What Plants Are Hard to Kill and How to Treat Them

By on February 14, 2019

It goes without saying that every gardener wants to provide the best possible conditions for the plants to grow. However, this is hard in some regions of the world where there is either too much snow or where it is simply too arid for most plant species to thrive. That is why you have to build greenhouses outside or bring the plants inside to protect them from the harsh elements. In some cases, this is not possible as plants are too large to be transported like that and some plants will not survive such an abrupt change in air temperature. That is why it is always useful to have as many seedlings as possible of a plant species that is resistant to all weather conditions.

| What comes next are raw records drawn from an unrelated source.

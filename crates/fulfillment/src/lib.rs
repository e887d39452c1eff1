//! `postcards-fulfillment` — the subscription-to-mailing-schedule core.
//!
//! Maps a paid subscription's billing cycle onto the 365-slot content
//! calendar, places one fulfillment order per day against the PostcardMania
//! DirectMail API, tracks the rolling calendar cursor across renewals, and
//! reconciles cancellations. Failed placements go through a
//! three-strikes-then-escalate retry queue.

pub mod cache;
pub mod client;
pub mod config;
pub mod error;
pub mod notify;
pub mod retry;
pub mod service;

pub use cache::Cached;
pub use client::{
    AddressCheck, Design, FulfillmentApi, OrderOptions, PcmClient, PlacedOrder,
};
pub use config::{PcmConfig, ReturnAddressConfig};
pub use error::FulfillmentError;
pub use notify::{AdminNotifier, LogNotifier};
pub use retry::{InMemoryRetryQueue, RetryEntry, RetryQueue, RetryQueueStatus};
pub use service::{
    BatchOutcome, CancellationOutcome, ConnectionStatus, FailedDay, FulfillmentConfig,
    FulfillmentService, PlacedDay, RetryReport, ScheduleOutcome, ScheduleReport,
};
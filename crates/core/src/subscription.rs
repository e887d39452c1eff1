//! Subscription view over the payment provider's opaque payload.
//!
//! The payment provider owns the subscription lifecycle; this module only
//! reads the fields the fulfillment core needs (billing cadence plus the
//! metadata bag used as the calendar continuation cursor).

use std::collections::BTreeMap;

use serde::{Deserialize, Serialize};

use crate::calendar::DayOfYear;
use crate::error::DomainError;

/// Metadata keys written by the fulfillment core into the provider's
/// subscription metadata bag.
pub mod meta {
    /// Day of year the first mailing began (1-365).
    pub const START_DAY: &str = "pcm_start_day";
    /// Day of year of the most recently scheduled mailing; the renewal cursor.
    pub const LAST_DAY: &str = "pcm_last_day";
    /// JSON list of fulfillment order identifiers.
    pub const ORDER_IDS: &str = "pcm_order_ids";
    /// Number of mailings scheduled in the most recent batch.
    pub const DURATION: &str = "pcm_duration";
    pub const CAMPAIGN_START: &str = "pcm_campaign_start";
    pub const ORDERS_PLACED: &str = "pcm_orders_placed";
    pub const RENEWAL_DATE: &str = "pcm_renewal_date";
    pub const RENEWAL_START_DAY: &str = "pcm_renewal_start_day";
}

/// Opaque provider-issued subscription identifier.
#[derive(Debug, Clone, PartialEq, Eq, Hash, Serialize, Deserialize)]
#[serde(transparent)]
pub struct SubscriptionId(pub String);

impl SubscriptionId {
    pub fn new(id: impl Into<String>) -> Self {
        Self(id.into())
    }

    pub fn as_str(&self) -> &str {
        &self.0
    }
}

impl std::fmt::Display for SubscriptionId {
    fn fmt(&self, f: &mut std::fmt::Formatter<'_>) -> std::fmt::Result {
        f.write_str(&self.0)
    }
}

/// Billing cycle as recorded by the storefront in subscription metadata.
#[derive(Debug, Clone, Copy, PartialEq, Eq, Serialize, Deserialize)]
#[serde(rename_all = "lowercase")]
pub enum BillingCycle {
    Trial,
    Monthly,
    Quarterly,
    Annual,
}

impl BillingCycle {
    /// Parse the storefront's free-form `billingCycle` metadata value.
    pub fn parse(value: &str) -> Option<Self> {
        match value.to_ascii_lowercase().as_str() {
            "trial" => Some(Self::Trial),
            "monthly" => Some(Self::Monthly),
            "quarterly" => Some(Self::Quarterly),
            "annual" | "yearly" => Some(Self::Annual),
            _ => None,
        }
    }

    /// Mailings per billing period for this cycle.
    pub fn mailing_duration(self) -> u32 {
        match self {
            Self::Trial => 7,
            Self::Monthly => 30,
            Self::Quarterly => 90,
            Self::Annual => 365,
        }
    }
}

/// Raw recurring interval from the provider's price object.
#[derive(Debug, Clone, Copy, PartialEq, Eq, Serialize, Deserialize)]
#[serde(rename_all = "lowercase")]
pub enum IntervalUnit {
    Day,
    Week,
    Month,
    Year,
}

#[derive(Debug, Clone, Copy, PartialEq, Eq, Serialize, Deserialize)]
pub struct BillingInterval {
    pub unit: IntervalUnit,
    pub count: u32,
}

impl BillingInterval {
    /// Mailings per billing period derived from the raw interval. Used only
    /// when no recognized billing-cycle metadata is present.
    pub fn mailing_duration(self) -> u32 {
        match self.unit {
            IntervalUnit::Day => self.count,
            IntervalUnit::Week => self.count.saturating_mul(7),
            IntervalUnit::Month => self.count.saturating_mul(30),
            IntervalUnit::Year => 365,
        }
    }
}

/// The slice of a provider subscription object this core reads and writes.
#[derive(Debug, Clone, PartialEq, Eq)]
pub struct Subscription {
    pub id: SubscriptionId,
    pub customer_id: String,
    pub metadata: BTreeMap<String, String>,
    pub billing_cycle: Option<BillingCycle>,
    pub interval: Option<BillingInterval>,
    pub trialing: bool,
}

impl Subscription {
    /// Parse the provider's subscription payload. Only `id` is required; the
    /// payload shape is otherwise an opaque contract owned by the provider.
    pub fn from_payload(payload: &serde_json::Value) -> Result<Self, DomainError> {
        let id = payload
            .get("id")
            .and_then(|v| v.as_str())
            .ok_or_else(|| DomainError::invalid_payload("subscription missing id"))?;

        let customer_id = payload
            .get("customer")
            .and_then(|v| v.as_str())
            .unwrap_or_default()
            .to_string();

        let mut metadata = BTreeMap::new();
        if let Some(map) = payload.get("metadata").and_then(|v| v.as_object()) {
            for (k, v) in map {
                if let Some(s) = v.as_str() {
                    metadata.insert(k.clone(), s.to_string());
                }
            }
        }

        let billing_cycle = metadata.get("billingCycle").and_then(|v| BillingCycle::parse(v));

        let recurring = payload
            .pointer("/items/data/0/price/recurring")
            .unwrap_or(&serde_json::Value::Null);
        let interval = recurring
            .get("interval")
            .and_then(|v| v.as_str())
            .and_then(|unit| {
                let unit = match unit {
                    "day" => IntervalUnit::Day,
                    "week" => IntervalUnit::Week,
                    "month" => IntervalUnit::Month,
                    "year" => IntervalUnit::Year,
                    _ => return None,
                };
                let count = recurring
                    .get("interval_count")
                    .and_then(|v| v.as_u64())
                    .and_then(|c| u32::try_from(c).ok())
                    .unwrap_or(1);
                Some(BillingInterval { unit, count })
            });

        let trialing = metadata.get("type").map(String::as_str) == Some("trial")
            || payload.get("trial_end").map(|v| !v.is_null()).unwrap_or(false);

        Ok(Self {
            id: SubscriptionId::new(id),
            customer_id,
            metadata,
            billing_cycle,
            interval,
            trialing,
        })
    }

    /// Number of mailings for one billing period: trial wins over everything,
    /// then the storefront's billing-cycle metadata, then the raw interval,
    /// then a monthly default.
    pub fn mailing_duration(&self) -> u32 {
        if self.trialing {
            return 7;
        }
        if let Some(cycle) = self.billing_cycle {
            return cycle.mailing_duration();
        }
        self.interval
            .map(BillingInterval::mailing_duration)
            .unwrap_or(30)
    }

    /// The renewal continuation cursor, if the metadata carries a valid one.
    pub fn continuation_day(&self) -> Option<DayOfYear> {
        self.metadata.get(meta::LAST_DAY)?.parse().ok()
    }

    /// Fulfillment order identifiers recorded for this subscription.
    pub fn order_ids(&self) -> Vec<String> {
        let Some(raw) = self.metadata.get(meta::ORDER_IDS) else {
            return Vec::new();
        };
        match serde_json::from_str::<Vec<serde_json::Value>>(raw) {
            Ok(values) => values
                .iter()
                .filter_map(|v| match v {
                    serde_json::Value::String(s) => Some(s.clone()),
                    serde_json::Value::Number(n) => Some(n.to_string()),
                    _ => None,
                })
                .collect(),
            Err(err) => {
                tracing::warn!(subscription_id = %self.id, error = %err, "unparseable pcm_order_ids metadata");
                Vec::new()
            }
        }
    }
}
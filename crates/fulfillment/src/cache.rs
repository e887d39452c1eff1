//! Time-boxed cache values with explicit expiry.
//!
//! The bearer token and the design catalog both live behind a `Cached<T>`
//! carrying its own `expires_at`, with a pure validity predicate so tests can
//! pass an explicit clock.

use chrono::{DateTime, Duration, Utc};

#[derive(Debug, Clone)]
pub struct Cached<T> {
    value: T,
    expires_at: DateTime<Utc>,
}

impl<T> Cached<T> {
    /// Cache a value until an absolute expiry instant (e.g. a token expiry
    /// reported by the provider).
    pub fn until(value: T, expires_at: DateTime<Utc>) -> Self {
        Self { value, expires_at }
    }

    /// Cache a value for a fixed time-to-live from now.
    pub fn with_ttl(value: T, ttl: Duration) -> Self {
        Self {
            value,
            expires_at: Utc::now() + ttl,
        }
    }

    pub fn value(&self) -> &T {
        &self.value
    }

    pub fn expires_at(&self) -> DateTime<Utc> {
        self.expires_at
    }

    pub fn is_valid(&self, now: DateTime<Utc>) -> bool {
        now < self.expires_at
    }

    /// Valid only while at least `margin` remains before expiry. Used for the
    /// bearer token, which is refreshed five minutes early.
    pub fn is_valid_with_margin(&self, now: DateTime<Utc>, margin: Duration) -> bool {
        now + margin < self.expires_at
    }
}

#[cfg(test)]
mod tests {
    use super::*;

    #[test]
    fn valid_until_expiry() {
        let now = Utc::now();
        let cached = Cached::until("token", now + Duration::minutes(10));
        assert!(cached.is_valid(now));
        assert!(!cached.is_valid(now + Duration::minutes(10)));
        assert!(!cached.is_valid(now + Duration::hours(1)));
    }

    #[test]
    fn margin_shrinks_the_validity_window() {
        let now = Utc::now();
        let cached = Cached::until("token", now + Duration::minutes(10));
        let margin = Duration::minutes(5);
        assert!(cached.is_valid_with_margin(now, margin));
        assert!(cached.is_valid_with_margin(now + Duration::minutes(4), margin));
        assert!(!cached.is_valid_with_margin(now + Duration::minutes(5), margin));
        assert!(!cached.is_valid_with_margin(now + Duration::minutes(6), margin));
    }

    #[test]
    fn ttl_expiry_is_relative_to_now() {
        let cached = Cached::with_ttl(vec![1, 2, 3], Duration::hours(1));
        assert!(cached.is_valid(Utc::now()));
        assert!(!cached.is_valid(Utc::now() + Duration::hours(2)));
    }
}
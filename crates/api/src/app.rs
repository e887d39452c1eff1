//! HTTP surface: the Stripe webhook endpoint plus a small admin API.
//!
//! The webhook handler verifies the signature against the raw body, maps the
//! event to a job, and acknowledges immediately; all fulfillment work happens
//! on the worker channel.

use std::sync::Arc;

use axum::Json;
use axum::body::Bytes;
use axum::extract::State;
use axum::http::{HeaderMap, StatusCode};
use axum::response::IntoResponse;
use axum::routing::{get, post};
use axum::Router;
use chrono::Utc;
use tokio::sync::mpsc;

use postcards_fulfillment::client::PcmClient;
use postcards_fulfillment::notify::LogNotifier;
use postcards_fulfillment::service::FulfillmentService;
use postcards_store::SqliteRetryQueue;

use crate::stripe::{self, StripeEvent};
use crate::worker::FulfillmentJob;

/// The production service wiring.
pub type AppService = FulfillmentService<PcmClient, LogNotifier, SqliteRetryQueue>;

#[derive(Clone)]
pub struct AppState {
    pub jobs: mpsc::Sender<FulfillmentJob>,
    pub service: Arc<AppService>,
    pub webhook_secret: Option<String>,
}

pub fn build_app(state: AppState) -> Router {
    Router::new()
        .route("/health", get(health))
        .route("/webhooks/stripe", post(stripe_webhook))
        .route("/admin/retry-queue", get(retry_queue_status))
        .route("/admin/retry-queue/process", post(process_retry_queue))
        .route("/admin/fulfillment/connection", get(connection_status))
        .with_state(state)
}

async fn health() -> StatusCode {
    StatusCode::OK
}

async fn stripe_webhook(
    State(state): State<AppState>,
    headers: HeaderMap,
    body: Bytes,
) -> axum::response::Response {
    if let Some(secret) = state.webhook_secret.as_deref() {
        let signature = headers
            .get("stripe-signature")
            .and_then(|v| v.to_str().ok())
            .unwrap_or_default();
        if let Err(err) =
            stripe::verify_signature(&body, signature, secret, Utc::now().timestamp())
        {
            tracing::warn!(error = %err, "rejected webhook with bad signature");
            return json_error(StatusCode::UNAUTHORIZED, "bad_signature", err.to_string());
        }
    } else {
        tracing::warn!("STRIPE_WEBHOOK_SECRET not set; accepting unsigned webhook");
    }

    let event: StripeEvent = match serde_json::from_slice(&body) {
        Ok(event) => event,
        Err(err) => {
            return json_error(StatusCode::BAD_REQUEST, "invalid_payload", err.to_string());
        }
    };

    tracing::info!(event_id = %event.id, event_type = %event.event_type, "webhook received");

    match FulfillmentJob::from_event(&event.event_type, event.data.object) {
        Some(job) => {
            if state.jobs.send(job).await.is_err() {
                tracing::error!("fulfillment worker channel closed");
                return json_error(
                    StatusCode::SERVICE_UNAVAILABLE,
                    "worker_unavailable",
                    "fulfillment worker is not running",
                );
            }
        }
        None => {
            tracing::debug!(event_type = %event.event_type, "unhandled event type");
        }
    }

    (StatusCode::OK, Json(serde_json::json!({ "received": true }))).into_response()
}

async fn retry_queue_status(State(state): State<AppState>) -> axum::response::Response {
    match state.service.retry_queue_status().await {
        Ok(status) => (StatusCode::OK, Json(status)).into_response(),
        Err(err) => json_error(StatusCode::INTERNAL_SERVER_ERROR, "store_error", err.to_string()),
    }
}

async fn process_retry_queue(State(state): State<AppState>) -> axum::response::Response {
    if state.jobs.send(FulfillmentJob::ProcessRetryQueue).await.is_err() {
        return json_error(
            StatusCode::SERVICE_UNAVAILABLE,
            "worker_unavailable",
            "fulfillment worker is not running",
        );
    }
    (StatusCode::ACCEPTED, Json(serde_json::json!({ "scheduled": true }))).into_response()
}

async fn connection_status(State(state): State<AppState>) -> axum::response::Response {
    let status = state.service.test_connection().await;
    (StatusCode::OK, Json(status)).into_response()
}

fn json_error(
    status: StatusCode,
    code: &'static str,
    message: impl Into<String>,
) -> axum::response::Response {
    (
        status,
        Json(serde_json::json!({
            "error": code,
            "message": message.into(),
        })),
    )
        .into_response()
}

There are certain species that are harder to kill than others. They owe their longevity to Mother Nature and it is useful for you as a gardener to know exactly which plants these are. This knowledge comes after years of studying botany and working around the garden. Simply knowing which species to plant is not enough, as you need to treat them properly in order to bring out the best in them.

Chinese Evergreen

The first plant on our list has it all clearly stated in its name. The “Chinese” part of its name relates to the geographical origin, while “Evergreen” reflects the fact that you can deprive this plant of water, light, and even constant care and it will still survive. It is really a tabletop plant that grows best indoors and you might have seen it before in hotel lobbies, at airport lounges and in malls. It is widely used in such commercial objects because the cleaning crew can afford to forget all about it as it will not show clear signs that it needs care. In winter time, it can go without water up to a whole one month, so that is why we put it first on our list.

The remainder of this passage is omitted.